# YOUR ASSIGNMENT
Show all lines of the listing that hold the word "types".

# TASK INPUTS
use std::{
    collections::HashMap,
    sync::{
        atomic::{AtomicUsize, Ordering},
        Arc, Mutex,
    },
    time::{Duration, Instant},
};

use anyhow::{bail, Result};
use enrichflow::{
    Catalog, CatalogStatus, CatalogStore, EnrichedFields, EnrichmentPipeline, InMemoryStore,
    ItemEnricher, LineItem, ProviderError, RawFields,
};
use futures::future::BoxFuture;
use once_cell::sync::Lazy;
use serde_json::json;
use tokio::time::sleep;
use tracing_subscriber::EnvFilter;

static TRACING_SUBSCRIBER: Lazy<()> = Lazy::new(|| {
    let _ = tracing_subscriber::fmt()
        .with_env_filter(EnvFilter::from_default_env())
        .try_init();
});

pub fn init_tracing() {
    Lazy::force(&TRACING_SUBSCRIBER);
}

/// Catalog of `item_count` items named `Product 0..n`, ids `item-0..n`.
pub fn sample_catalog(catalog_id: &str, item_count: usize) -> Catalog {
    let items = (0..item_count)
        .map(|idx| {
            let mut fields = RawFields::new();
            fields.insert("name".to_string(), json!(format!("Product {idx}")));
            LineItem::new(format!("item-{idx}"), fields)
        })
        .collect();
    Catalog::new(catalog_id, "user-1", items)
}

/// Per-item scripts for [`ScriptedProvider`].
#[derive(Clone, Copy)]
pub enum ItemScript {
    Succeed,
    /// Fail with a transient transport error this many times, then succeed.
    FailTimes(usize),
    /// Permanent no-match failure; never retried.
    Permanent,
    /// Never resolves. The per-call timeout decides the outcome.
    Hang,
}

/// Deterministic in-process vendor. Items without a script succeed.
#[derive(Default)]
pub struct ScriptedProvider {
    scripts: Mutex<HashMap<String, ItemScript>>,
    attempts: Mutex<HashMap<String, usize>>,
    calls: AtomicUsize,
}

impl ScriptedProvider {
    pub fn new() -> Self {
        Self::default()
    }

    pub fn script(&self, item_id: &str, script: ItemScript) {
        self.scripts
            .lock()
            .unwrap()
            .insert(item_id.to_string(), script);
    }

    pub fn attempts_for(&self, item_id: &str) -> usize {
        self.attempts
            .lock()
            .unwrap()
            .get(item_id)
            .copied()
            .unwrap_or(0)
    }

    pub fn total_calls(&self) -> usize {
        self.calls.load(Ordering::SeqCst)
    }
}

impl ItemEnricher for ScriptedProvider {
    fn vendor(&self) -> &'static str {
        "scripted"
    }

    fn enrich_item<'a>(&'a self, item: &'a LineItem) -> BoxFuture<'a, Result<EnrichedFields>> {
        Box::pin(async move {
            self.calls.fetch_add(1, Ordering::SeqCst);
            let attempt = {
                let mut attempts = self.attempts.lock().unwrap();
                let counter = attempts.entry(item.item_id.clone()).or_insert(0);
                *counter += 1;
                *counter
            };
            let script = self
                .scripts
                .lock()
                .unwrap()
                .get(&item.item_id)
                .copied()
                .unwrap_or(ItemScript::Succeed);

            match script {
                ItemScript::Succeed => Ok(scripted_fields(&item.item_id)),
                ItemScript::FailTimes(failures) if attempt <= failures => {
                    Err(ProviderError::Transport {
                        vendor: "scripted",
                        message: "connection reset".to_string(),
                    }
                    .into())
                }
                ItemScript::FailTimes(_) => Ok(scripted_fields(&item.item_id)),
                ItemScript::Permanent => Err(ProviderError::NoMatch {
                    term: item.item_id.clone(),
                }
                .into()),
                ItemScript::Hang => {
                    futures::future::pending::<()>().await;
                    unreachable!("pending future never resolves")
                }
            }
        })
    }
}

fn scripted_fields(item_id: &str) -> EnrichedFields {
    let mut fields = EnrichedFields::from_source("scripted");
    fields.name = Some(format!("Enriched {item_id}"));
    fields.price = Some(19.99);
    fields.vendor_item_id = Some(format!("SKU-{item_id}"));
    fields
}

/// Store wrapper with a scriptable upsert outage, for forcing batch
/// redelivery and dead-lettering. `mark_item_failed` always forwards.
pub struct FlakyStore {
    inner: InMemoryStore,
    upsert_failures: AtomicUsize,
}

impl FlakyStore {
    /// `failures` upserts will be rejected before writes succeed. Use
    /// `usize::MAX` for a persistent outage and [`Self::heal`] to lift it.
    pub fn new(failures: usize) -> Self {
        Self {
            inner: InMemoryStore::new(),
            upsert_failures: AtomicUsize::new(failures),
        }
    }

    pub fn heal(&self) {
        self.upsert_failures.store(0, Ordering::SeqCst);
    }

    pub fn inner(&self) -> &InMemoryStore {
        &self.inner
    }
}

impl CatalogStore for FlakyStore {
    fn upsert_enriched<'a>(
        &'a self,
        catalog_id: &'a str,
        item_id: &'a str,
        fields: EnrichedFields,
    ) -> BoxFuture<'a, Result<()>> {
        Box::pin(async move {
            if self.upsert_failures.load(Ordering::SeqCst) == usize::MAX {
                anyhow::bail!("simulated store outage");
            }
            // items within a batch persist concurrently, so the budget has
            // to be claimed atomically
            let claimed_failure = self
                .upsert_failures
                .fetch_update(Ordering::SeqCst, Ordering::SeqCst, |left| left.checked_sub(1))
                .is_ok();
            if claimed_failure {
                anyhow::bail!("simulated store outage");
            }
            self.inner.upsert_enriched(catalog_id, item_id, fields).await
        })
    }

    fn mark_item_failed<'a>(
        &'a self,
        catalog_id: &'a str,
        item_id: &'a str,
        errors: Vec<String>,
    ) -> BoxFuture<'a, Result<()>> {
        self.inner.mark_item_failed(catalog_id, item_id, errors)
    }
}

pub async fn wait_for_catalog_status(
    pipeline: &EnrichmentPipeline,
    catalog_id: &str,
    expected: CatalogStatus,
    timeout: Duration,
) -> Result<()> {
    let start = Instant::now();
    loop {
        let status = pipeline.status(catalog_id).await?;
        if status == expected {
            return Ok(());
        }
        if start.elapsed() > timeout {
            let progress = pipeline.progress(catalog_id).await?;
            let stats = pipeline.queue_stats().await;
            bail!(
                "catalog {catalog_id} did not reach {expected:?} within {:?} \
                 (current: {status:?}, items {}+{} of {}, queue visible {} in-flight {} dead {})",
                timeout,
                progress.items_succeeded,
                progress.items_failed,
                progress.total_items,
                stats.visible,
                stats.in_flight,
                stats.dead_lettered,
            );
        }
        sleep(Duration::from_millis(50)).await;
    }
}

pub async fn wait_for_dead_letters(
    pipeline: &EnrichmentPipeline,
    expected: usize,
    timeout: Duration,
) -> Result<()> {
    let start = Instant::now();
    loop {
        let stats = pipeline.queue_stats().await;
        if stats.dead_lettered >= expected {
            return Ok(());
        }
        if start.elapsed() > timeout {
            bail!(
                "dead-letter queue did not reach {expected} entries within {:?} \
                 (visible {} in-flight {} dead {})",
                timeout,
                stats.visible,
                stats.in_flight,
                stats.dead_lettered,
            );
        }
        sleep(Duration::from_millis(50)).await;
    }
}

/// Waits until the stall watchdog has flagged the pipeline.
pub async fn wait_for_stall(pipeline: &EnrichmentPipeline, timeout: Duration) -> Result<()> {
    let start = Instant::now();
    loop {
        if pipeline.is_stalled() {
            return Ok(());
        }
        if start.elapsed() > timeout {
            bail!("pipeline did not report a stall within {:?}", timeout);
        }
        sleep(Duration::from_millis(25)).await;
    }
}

...

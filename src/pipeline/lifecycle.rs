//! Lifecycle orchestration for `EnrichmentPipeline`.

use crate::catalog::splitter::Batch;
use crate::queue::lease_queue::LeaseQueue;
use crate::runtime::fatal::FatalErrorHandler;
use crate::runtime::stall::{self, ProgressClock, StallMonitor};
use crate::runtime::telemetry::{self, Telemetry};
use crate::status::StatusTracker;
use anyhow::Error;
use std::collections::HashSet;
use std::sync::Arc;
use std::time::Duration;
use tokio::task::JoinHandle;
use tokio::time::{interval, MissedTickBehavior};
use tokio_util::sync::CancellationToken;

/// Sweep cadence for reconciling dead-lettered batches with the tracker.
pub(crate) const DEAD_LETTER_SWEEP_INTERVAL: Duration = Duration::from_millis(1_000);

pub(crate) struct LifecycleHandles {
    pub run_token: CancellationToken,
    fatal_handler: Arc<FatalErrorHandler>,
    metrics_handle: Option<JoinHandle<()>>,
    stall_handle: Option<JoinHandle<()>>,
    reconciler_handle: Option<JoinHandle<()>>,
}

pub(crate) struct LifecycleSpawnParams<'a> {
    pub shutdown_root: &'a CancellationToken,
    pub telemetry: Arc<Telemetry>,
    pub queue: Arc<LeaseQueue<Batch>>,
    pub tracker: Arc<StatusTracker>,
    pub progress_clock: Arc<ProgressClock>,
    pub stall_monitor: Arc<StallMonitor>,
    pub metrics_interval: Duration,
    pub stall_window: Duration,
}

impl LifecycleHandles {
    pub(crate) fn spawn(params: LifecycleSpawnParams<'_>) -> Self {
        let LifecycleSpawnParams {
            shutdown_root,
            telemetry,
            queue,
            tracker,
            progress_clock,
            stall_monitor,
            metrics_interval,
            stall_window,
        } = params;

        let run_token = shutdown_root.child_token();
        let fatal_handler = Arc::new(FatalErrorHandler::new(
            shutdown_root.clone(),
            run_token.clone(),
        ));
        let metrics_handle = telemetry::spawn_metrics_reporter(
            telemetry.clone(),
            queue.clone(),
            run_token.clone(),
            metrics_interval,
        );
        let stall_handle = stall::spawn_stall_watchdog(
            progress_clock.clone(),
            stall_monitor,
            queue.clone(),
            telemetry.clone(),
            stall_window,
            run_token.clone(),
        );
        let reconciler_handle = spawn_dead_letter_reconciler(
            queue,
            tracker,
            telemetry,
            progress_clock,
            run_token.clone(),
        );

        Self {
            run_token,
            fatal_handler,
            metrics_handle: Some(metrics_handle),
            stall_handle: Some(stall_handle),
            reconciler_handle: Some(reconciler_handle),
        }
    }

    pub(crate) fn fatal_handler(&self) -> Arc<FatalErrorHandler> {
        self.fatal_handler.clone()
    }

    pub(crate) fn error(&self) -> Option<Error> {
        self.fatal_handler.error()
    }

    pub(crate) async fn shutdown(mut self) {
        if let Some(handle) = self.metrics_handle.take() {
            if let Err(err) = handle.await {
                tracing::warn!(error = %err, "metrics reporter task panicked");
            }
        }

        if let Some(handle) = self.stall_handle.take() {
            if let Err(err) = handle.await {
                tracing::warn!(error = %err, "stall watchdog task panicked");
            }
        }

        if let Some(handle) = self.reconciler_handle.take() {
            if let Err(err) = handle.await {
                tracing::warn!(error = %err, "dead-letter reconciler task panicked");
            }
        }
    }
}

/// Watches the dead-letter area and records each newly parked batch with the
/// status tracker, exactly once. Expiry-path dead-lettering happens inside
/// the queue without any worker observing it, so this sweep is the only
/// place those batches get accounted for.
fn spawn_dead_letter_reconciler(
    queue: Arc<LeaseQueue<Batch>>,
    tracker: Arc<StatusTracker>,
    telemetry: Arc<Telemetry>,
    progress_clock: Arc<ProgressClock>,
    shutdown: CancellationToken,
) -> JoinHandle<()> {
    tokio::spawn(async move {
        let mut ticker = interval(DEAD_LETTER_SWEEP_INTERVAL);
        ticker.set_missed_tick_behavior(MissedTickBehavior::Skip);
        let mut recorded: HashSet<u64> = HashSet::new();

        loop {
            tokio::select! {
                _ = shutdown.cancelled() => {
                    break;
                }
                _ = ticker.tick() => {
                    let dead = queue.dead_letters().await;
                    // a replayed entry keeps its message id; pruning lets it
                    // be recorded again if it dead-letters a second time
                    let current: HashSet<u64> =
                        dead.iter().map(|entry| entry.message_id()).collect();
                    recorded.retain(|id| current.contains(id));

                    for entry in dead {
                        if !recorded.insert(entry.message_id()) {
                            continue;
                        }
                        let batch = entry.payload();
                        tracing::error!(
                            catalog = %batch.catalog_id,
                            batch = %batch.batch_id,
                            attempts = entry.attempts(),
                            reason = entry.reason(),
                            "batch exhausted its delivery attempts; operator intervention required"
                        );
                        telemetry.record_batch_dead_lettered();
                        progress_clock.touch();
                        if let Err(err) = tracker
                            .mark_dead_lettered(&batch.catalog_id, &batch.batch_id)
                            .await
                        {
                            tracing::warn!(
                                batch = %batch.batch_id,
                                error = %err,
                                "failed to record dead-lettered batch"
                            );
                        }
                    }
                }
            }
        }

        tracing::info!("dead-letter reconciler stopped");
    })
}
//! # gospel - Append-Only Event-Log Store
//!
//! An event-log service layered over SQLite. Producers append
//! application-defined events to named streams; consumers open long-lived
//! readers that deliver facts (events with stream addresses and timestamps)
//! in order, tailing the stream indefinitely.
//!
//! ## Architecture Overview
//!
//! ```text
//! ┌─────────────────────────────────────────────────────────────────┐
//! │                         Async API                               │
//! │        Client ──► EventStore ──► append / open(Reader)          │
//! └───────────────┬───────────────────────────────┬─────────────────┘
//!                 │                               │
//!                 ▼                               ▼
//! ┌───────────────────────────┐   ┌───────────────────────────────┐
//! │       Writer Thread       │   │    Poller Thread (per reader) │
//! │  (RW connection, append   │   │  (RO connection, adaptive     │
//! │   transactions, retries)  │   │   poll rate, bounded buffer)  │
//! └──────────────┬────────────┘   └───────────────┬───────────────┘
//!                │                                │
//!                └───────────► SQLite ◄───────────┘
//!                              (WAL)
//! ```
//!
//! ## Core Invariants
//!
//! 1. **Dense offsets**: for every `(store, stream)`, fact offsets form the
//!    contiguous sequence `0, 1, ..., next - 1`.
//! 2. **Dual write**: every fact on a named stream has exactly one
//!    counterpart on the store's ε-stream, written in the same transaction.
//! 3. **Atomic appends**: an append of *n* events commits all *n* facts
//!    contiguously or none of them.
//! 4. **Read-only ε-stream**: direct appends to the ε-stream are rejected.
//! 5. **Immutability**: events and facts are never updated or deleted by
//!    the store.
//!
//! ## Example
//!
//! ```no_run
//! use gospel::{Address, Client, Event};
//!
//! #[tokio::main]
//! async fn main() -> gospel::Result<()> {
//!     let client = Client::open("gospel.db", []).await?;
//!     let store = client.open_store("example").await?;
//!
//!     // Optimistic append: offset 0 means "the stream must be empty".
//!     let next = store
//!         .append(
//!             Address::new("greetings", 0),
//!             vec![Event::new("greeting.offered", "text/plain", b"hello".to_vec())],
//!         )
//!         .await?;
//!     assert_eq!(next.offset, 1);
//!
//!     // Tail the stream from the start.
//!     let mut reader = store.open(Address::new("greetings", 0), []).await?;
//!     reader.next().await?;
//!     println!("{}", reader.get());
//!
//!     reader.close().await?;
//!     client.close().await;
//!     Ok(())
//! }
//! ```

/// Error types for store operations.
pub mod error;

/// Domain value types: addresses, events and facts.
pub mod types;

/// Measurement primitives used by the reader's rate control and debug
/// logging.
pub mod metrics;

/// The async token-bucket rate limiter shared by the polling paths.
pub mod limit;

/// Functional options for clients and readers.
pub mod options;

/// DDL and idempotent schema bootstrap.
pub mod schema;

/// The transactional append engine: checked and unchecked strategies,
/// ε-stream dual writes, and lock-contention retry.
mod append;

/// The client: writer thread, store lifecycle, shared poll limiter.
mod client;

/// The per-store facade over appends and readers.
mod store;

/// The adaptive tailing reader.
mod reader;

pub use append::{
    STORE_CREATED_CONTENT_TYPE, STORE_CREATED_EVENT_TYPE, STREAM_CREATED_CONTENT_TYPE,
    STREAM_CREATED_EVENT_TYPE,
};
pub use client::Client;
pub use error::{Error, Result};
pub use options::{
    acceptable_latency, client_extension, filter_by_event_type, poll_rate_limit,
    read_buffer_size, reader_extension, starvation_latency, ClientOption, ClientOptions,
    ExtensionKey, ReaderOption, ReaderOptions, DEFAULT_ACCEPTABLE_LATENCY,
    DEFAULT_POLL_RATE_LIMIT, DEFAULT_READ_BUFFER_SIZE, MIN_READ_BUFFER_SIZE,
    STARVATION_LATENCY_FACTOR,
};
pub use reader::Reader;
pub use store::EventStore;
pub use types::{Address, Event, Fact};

# RESPONSE BELOW
/// Error types for store operations.
/// Domain value types: addresses, events and facts.
pub mod types;
pub use types::{Address, Event, Fact};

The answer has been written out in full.